Tonganoxie’s bed and breakfast on target to open in October
After the Tonganoxie City Council approved a zoning request for Anna and Darlyn Hansen's bed and breakfast last week, Anna Hansen thanked the council members and said, "We hope to be the Cabela's of Tonganoxie."
The council's approval was just one more step along the way to next month's planned reopening of what has been known for more than 70 years as the "Almeda Hotel."
The Hansens, who purchased the property at auction in April, will reopen Tonganoxie's landmark bed and breakfast under the name of "Amanna n."
Anna Hansen said the new name represents the inn's past and present. The letter "A" stands for the Almeda Hotel, the "m" stands for Molly Myers, who started the hotel more than a century ago, and "anna" is Anna Hansen's first name. And, Hansen said, "n means passion, or ardor."
The hotel and former restaurant and bus stop, at 220 South Main St. in Tonganoxie, is said to have inspired Kansas playwright William Inge to pen "Bus Stop," a play made into a 1956 movie starring Marilyn Monroe.
'A huge project'
Darlyn Hansen said recently that the project turned out to be more extensive than he or his wife had anticipated.
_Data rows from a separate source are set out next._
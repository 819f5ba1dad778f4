use std::path::PathBuf;

use clap::{Parser, Subcommand};
use omega_news_shared::{config::Collection, models::CommentStatus};

/// Top-level arguments.
#[derive(Parser)]
#[command(name = "omega-cli", version, about = "OmegaNews content store CLI")]
pub struct Cli {
    /// Directory holding one JSON file per collection.
    #[arg(long, env = "OMEGA_DATA_DIR", default_value = "./data/omega", global = true)]
    pub data_dir: PathBuf,

    /// What to do.
    #[command(subcommand)]
    pub command: Commands,
}

/// Subcommands.
#[derive(Subcommand)]
pub enum Commands {
    /// Write the bundled seed dataset into the data directory.
    Init {
        /// Overwrite collections that already exist.
        #[arg(long)]
        force: bool,
    },
    /// Print the records of one collection.
    List {
        /// articles, categories, comments, pages, settings, authors or media.
        #[arg(value_parser = parse_collection)]
        collection: Collection,
    },
    /// Print the dashboard counters.
    Stats,
    /// Print the most viewed articles.
    Trending {
        /// How many articles to print.
        #[arg(long, default_value_t = 5)]
        limit: usize,
    },
    /// Append a category. The slug is derived from the name when omitted.
    AddCategory {
        /// Display name.
        #[arg(long)]
        name: String,
        /// URL segment.
        #[arg(long)]
        slug: Option<String>,
    },
    /// Remove every record with the given id from a collection.
    Delete {
        /// Collection to delete from.
        #[arg(value_parser = parse_collection)]
        collection: Collection,
        /// Record id.
        id: String,
    },
    /// Set the moderation status of a comment.
    Moderate {
        /// Comment id.
        id: String,
        /// approve, reject or pending.
        #[arg(value_parser = parse_status)]
        status: CommentStatus,
    },
    /// Check an admin email/password pair. Exits non-zero when rejected.
    Login {
        /// Admin email.
        #[arg(long)]
        email: String,
        /// Admin password.
        #[arg(long)]
        password: String,
    },
}

fn parse_collection(raw: &str) -> Result<Collection, String> {
    Collection::parse(raw).ok_or_else(|| {
        let names = Collection::ALL
            .iter()
            .map(|collection| collection.name())
            .collect::<Vec<_>>()
            .join(", ");
        format!("unknown collection `{raw}` (expected one of: {names})")
    })
}

fn parse_status(raw: &str) -> Result<CommentStatus, String> {
    CommentStatus::parse(raw)
        .ok_or_else(|| format!("unknown status `{raw}` (expected approve, reject or pending)"))
}
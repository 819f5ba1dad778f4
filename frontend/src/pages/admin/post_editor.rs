use omega_news_shared::{
    clock::Clock,
    config::Collection,
    models::{Article, Author},
    text::parse_tags,
};
use yew::prelude::*;
use yew_router::prelude::*;

use super::{bind, Field, SelectField, DANGER_BUTTON, PRIMARY_BUTTON, SECONDARY_BUTTON};
use crate::{
    components::icons::{Icon, IconName},
    config::DEFAULT_POST_IMAGE,
    data_context::{use_data, DataAction},
    router::Route,
    utils::confirm,
};

const DEFAULT_CATEGORY: &str = "World";

/// Form state of the post editor. Tags stay a comma-separated string until
/// save.
#[derive(Debug, Clone, PartialEq)]
struct PostDraft {
    title: String,
    excerpt: String,
    content: String,
    category: String,
    author_id: String,
    date: String,
    image_url: String,
    tags: String,
    views: u64,
    /// Snapshot stored on the article being edited.
    author: Option<Author>,
}

fn placeholder_author() -> Author {
    Author {
        id: "admin".to_string(),
        name: "Admin".to_string(),
        avatar: String::new(),
        bio: None,
        role: None,
        email: None,
        social: None,
    }
}

impl PostDraft {
    fn blank(today: String, authors: &[Author]) -> Self {
        Self {
            title: String::new(),
            excerpt: String::new(),
            content: String::new(),
            category: DEFAULT_CATEGORY.to_string(),
            author_id: authors.first().map(|author| author.id.clone()).unwrap_or_default(),
            date: today,
            image_url: DEFAULT_POST_IMAGE.to_string(),
            tags: String::new(),
            views: 0,
            author: None,
        }
    }

    fn from_article(article: &Article) -> Self {
        Self {
            title: article.title.clone(),
            excerpt: article.excerpt.clone(),
            content: article.content.clone(),
            category: article.category.clone(),
            author_id: article.author.id.clone(),
            date: article.date.clone(),
            image_url: article.image_url.clone(),
            tags: article.tags.join(", "),
            views: article.views,
            author: Some(article.author.clone()),
        }
    }

    /// An unchanged author keeps the stored snapshot; a newly picked one is
    /// copied from the registry.
    fn resolve_author(&self, authors: &[Author]) -> Author {
        if let Some(snapshot) = self.author.as_ref().filter(|a| a.id == self.author_id) {
            return snapshot.clone();
        }
        authors
            .iter()
            .find(|author| author.id == self.author_id)
            .or_else(|| authors.first())
            .cloned()
            .or_else(|| self.author.clone())
            .unwrap_or_else(placeholder_author)
    }

    fn into_article(self, id: String, authors: &[Author]) -> Article {
        let author = self.resolve_author(authors);
        Article {
            id,
            title: self.title,
            excerpt: self.excerpt,
            content: self.content,
            category: self.category,
            author,
            date: self.date,
            image_url: self.image_url,
            tags: parse_tags(&self.tags),
            views: self.views,
        }
    }
}

#[derive(Properties, PartialEq)]
pub struct PostEditorProps {
    #[prop_or_default]
    pub id: Option<String>,
}

#[function_component(PostEditorPage)]
pub fn post_editor_page(props: &PostEditorProps) -> Html {
    let ctx = use_data();
    let navigator = use_navigator();
    let draft = {
        let ctx = ctx.clone();
        let id = props.id.clone();
        use_state(move || {
            let Some(ctx) = ctx.as_ref() else {
                return PostDraft::blank(String::new(), &[]);
            };
            match id.as_deref().and_then(|id| ctx.store().article(id)) {
                Some(article) => PostDraft::from_article(article),
                None => PostDraft::blank(ctx.clock().today(), ctx.store().authors()),
            }
        })
    };

    {
        let ctx = ctx.clone();
        let navigator = navigator.clone();
        let draft = draft.clone();
        use_effect_with(props.id.clone(), move |id| {
            if let (Some(ctx), Some(id)) = (ctx.as_ref(), id.as_deref()) {
                match ctx.store().article(id) {
                    Some(article) => draft.set(PostDraft::from_article(article)),
                    None => {
                        if let Some(navigator) = navigator.as_ref() {
                            navigator.replace(&Route::AdminPosts);
                        }
                    },
                }
            }
            || ()
        });
    }

    let Some(ctx) = ctx else {
        return html! {};
    };
    let is_edit = props.id.is_some();

    let back = {
        let navigator = navigator.clone();
        Callback::from(move |_: MouseEvent| {
            if let Some(navigator) = navigator.as_ref() {
                navigator.push(&Route::AdminPosts);
            }
        })
    };

    let on_submit = {
        let ctx = ctx.clone();
        let navigator = navigator.clone();
        let draft = draft.clone();
        let id = props.id.clone();
        Callback::from(move |event: SubmitEvent| {
            event.prevent_default();
            let authors = ctx.store().authors();
            match id.clone() {
                Some(id) => {
                    let article = (*draft).clone().into_article(id, authors);
                    ctx.dispatch(DataAction::UpdateArticle(article));
                },
                None => {
                    let id = ctx.new_id(Collection::Articles);
                    let article = (*draft).clone().into_article(id, authors);
                    ctx.dispatch(DataAction::AddArticle(article));
                },
            }
            if let Some(navigator) = navigator.as_ref() {
                navigator.push(&Route::AdminPosts);
            }
        })
    };

    let on_delete = {
        let ctx = ctx.clone();
        let navigator = navigator.clone();
        let id = props.id.clone();
        Callback::from(move |_: MouseEvent| {
            if !confirm("Are you sure you want to delete this post?") {
                return;
            }
            if let Some(id) = id.clone() {
                ctx.dispatch(DataAction::DeleteArticle(id));
            }
            if let Some(navigator) = navigator.as_ref() {
                navigator.push(&Route::AdminPosts);
            }
        })
    };

    let store = ctx.store();
    let mut category_options: Vec<(String, String)> = store
        .categories()
        .iter()
        .map(|category| (category.name.clone(), category.name.clone()))
        .collect();
    if !category_options.iter().any(|(name, _)| *name == draft.category) {
        category_options.insert(0, (draft.category.clone(), draft.category.clone()));
    }
    let author_options: Vec<(String, String)> = store
        .authors()
        .iter()
        .map(|author| (author.id.clone(), author.name.clone()))
        .collect();

    html! {
        <form onsubmit={on_submit}>
            <div class="mb-8 flex flex-wrap items-center justify-between gap-4">
                <div class="flex items-center gap-3">
                    <button type="button" class="rounded-full p-2 hover:bg-[var(--surface-alt)]" aria-label="Back to posts" onclick={back}>
                        <Icon name={IconName::ChevronLeft} size={24} />
                    </button>
                    <h1 class="text-2xl font-bold">{ if is_edit { "Edit Post" } else { "New Post" } }</h1>
                </div>
                <div class="flex gap-3">
                    if is_edit {
                        <button type="button" class={DANGER_BUTTON} onclick={on_delete}>
                            <Icon name={IconName::Trash} size={16} />{ "Delete" }
                        </button>
                    }
                    <button type="submit" class={PRIMARY_BUTTON}>
                        <Icon name={IconName::Check} size={16} />{ "Save Post" }
                    </button>
                </div>
            </div>

            <div class="grid grid-cols-1 gap-8 lg:grid-cols-3">
                <div class="space-y-6 rounded-xl border border-[var(--border)] bg-[var(--surface)] p-6 lg:col-span-2">
                    <Field label="Title" value={draft.title.clone()} placeholder="Enter post title" required=true
                        on_change={bind(&draft, |d, v| d.title = v)} />
                    <Field label="Content (HTML or Markdown)" value={draft.content.clone()} rows={Some(14)}
                        placeholder="<p>Write your article content here...</p>"
                        on_change={bind(&draft, |d, v| d.content = v)} />
                    <Field label="Excerpt" value={draft.excerpt.clone()} rows={Some(3)} placeholder="Short summary for cards..."
                        on_change={bind(&draft, |d, v| d.excerpt = v)} />
                </div>
                <div class="space-y-6 rounded-xl border border-[var(--border)] bg-[var(--surface)] p-6">
                    <SelectField label="Author" value={draft.author_id.clone()} options={author_options}
                        on_change={bind(&draft, |d, v| d.author_id = v)} />
                    <SelectField label="Category" value={draft.category.clone()} options={category_options}
                        on_change={bind(&draft, |d, v| d.category = v)} />
                    <Field label="Publish Date" kind="date" value={draft.date.clone()}
                        on_change={bind(&draft, |d, v| d.date = v)} />
                    <div>
                        <Field label="Featured Image URL" value={draft.image_url.clone()}
                            on_change={bind(&draft, |d, v| d.image_url = v)} />
                        if !draft.image_url.trim().is_empty() {
                            <img src={draft.image_url.clone()} alt="Preview" class="mt-3 h-32 w-full rounded object-cover" />
                        }
                    </div>
                    <Field label="Tags (comma separated)" value={draft.tags.clone()} placeholder="News, Tech, World"
                        on_change={bind(&draft, |d, v| d.tags = v)} />
                    <button type="button" class={SECONDARY_BUTTON} onclick={Callback::from(move |_: MouseEvent| {
                        if let Some(navigator) = navigator.as_ref() {
                            navigator.push(&Route::AdminPosts);
                        }
                    })}>
                        { "Cancel" }
                    </button>
                </div>
            </div>
        </form>
    }
}

#[cfg(test)]
mod tests {
    use omega_news_shared::seed;

    use super::*;

    #[test]
    fn blank_draft_uses_defaults() {
        let authors = seed::authors();
        let draft = PostDraft::blank("2024-03-01".to_string(), &authors);
        assert_eq!(draft.category, "World");
        assert_eq!(draft.image_url, DEFAULT_POST_IMAGE);
        assert_eq!(draft.author_id, authors[0].id);
        assert_eq!(draft.views, 0);
    }

    #[test]
    fn saving_splits_tags_and_picks_author() {
        let authors = seed::authors();
        let mut draft = PostDraft::blank("2024-03-01".to_string(), &authors);
        draft.title = "Launch".to_string();
        draft.tags = "Space, , Tech ,".to_string();
        draft.author_id = authors[1].id.clone();
        let article = draft.into_article("99".to_string(), &authors);
        assert_eq!(article.id, "99");
        assert_eq!(article.tags, vec!["Space".to_string(), "Tech".to_string()]);
        assert_eq!(article.author, authors[1]);
    }

    #[test]
    fn unchanged_author_keeps_the_snapshot() {
        let mut article = seed::articles()[0].clone();
        article.author.bio = Some("written at publish time".to_string());
        let authors = seed::authors();
        let saved = PostDraft::from_article(&article).into_article(article.id.clone(), &authors);
        assert_eq!(saved.author, article.author);
        assert_eq!(saved.views, article.views);
    }

    #[test]
    fn no_authors_falls_back_to_admin() {
        let draft = PostDraft::blank("2024-03-01".to_string(), &[]);
        let article = draft.into_article("1".to_string(), &[]);
        assert_eq!(article.author.name, "Admin");
    }
}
"From a renovation standpoint this was a huge project," Hansen said. "Most people just roll their eyes and think you're crazy. If I were to do it again, I'd probably do it on a smaller scale."
Some of the hurdles were merely related to the building's age.
For instance, there was the wallpaper.
"In some areas we think there were about 15 or 16 layers, and in the upstairs between six and eight," Hansen said. "They loved their wallpaper."
In one corner of the dining room, behind a built-in cabinet, the room's original wallpaper, an off-white floral print, is still visible.
And, when possible, the Hansens tried to leave the original lathe and plaster walls in place.
"Some of the old plaster walls were still intact and some of them kind of fell apart," Hansen said. "You don't have a lot of choice."
In the kitchen, a bar built from granite stones had caused the kitchen floor to drop and had broken a supporting beam beneath. Hansen estimated the bar's weight in tons, not pounds. Because there was no crawl space below the bar, workers hand dug a 15-foot-long tunnel from the basement.
"It took three weeks to dig a tunnel back into the area to work in," Hansen said. "We knew it was not going to be an easy project that was a given but we didn't anticipate it taking that long."
The granite rocks that make up the bar match the granite rocks on the pillars and drinking fountain out front one pillar and fountain earlier in the summer took a hit from a passing motorist.
Even that, Hansen found a way to look at in a positive light.
A blessing in disguise
"The wood support inside was rotted out, so that was a mixed blessing that we found out structurally it was in pretty bad shape," Hansen said.
Then the Hansens learned that the water line to the drinking fountain had earlier broken. But the Hansens are now on their way to having that repaired.
Despite the vehicular accident, Hansen looks favorably on the inn's close proximity to the street: "Once in 80 years isn't too bad," he said. "That's pretty good odds."
Now, the Hansens are in the process of doing the finishing wallpapering, painting and sanding the floors and sewing curtains, with the help of Anna's mother, Ruth Gorrel, who lives in Centerville.
The hotel's upstairs five bedrooms and one bathroom have been transformed into two suites, one with a hot tub, one additional small bedroom and a total of three bathrooms.
The inn's main floor will have another bedroom and bathroom.
Hansen said they're at an encouraging place in their work and pointed to the Dumpsters filled with construction debris that had to be removed.
"Instead of carrying stuff out, we're carrying stuff in," he said.
Whatever the result, Hansen said they will always be grateful to the workers and volunteers who have helped ready for the opening. Among the volunteers were Hansen's brother-in-law, Ron Beck, Omaha, who spent three weeks stripping wallpaper; George Flowers, who donated his carpentry skills; and numerous members of Heartland Church of the Nazarene, along with other friends and relatives.
The support has been ongoing. During the April auction, Anna Hansen said, church members circled her and Darlyn, saying silent prayers that they would be top bidders.
"They started out with prayer and they've been here all along with us," Darlyn said. " Different members have taken it on themselves to pray for us and helping the establishment in general."
Renovation-wise, Hansen said he thinks the project is nearly complete.
"Now we're trying to get it to where we can have some money coming in for a change," Hansen said. "Hopefully we'll get this thing buttoned up in the next few weeks."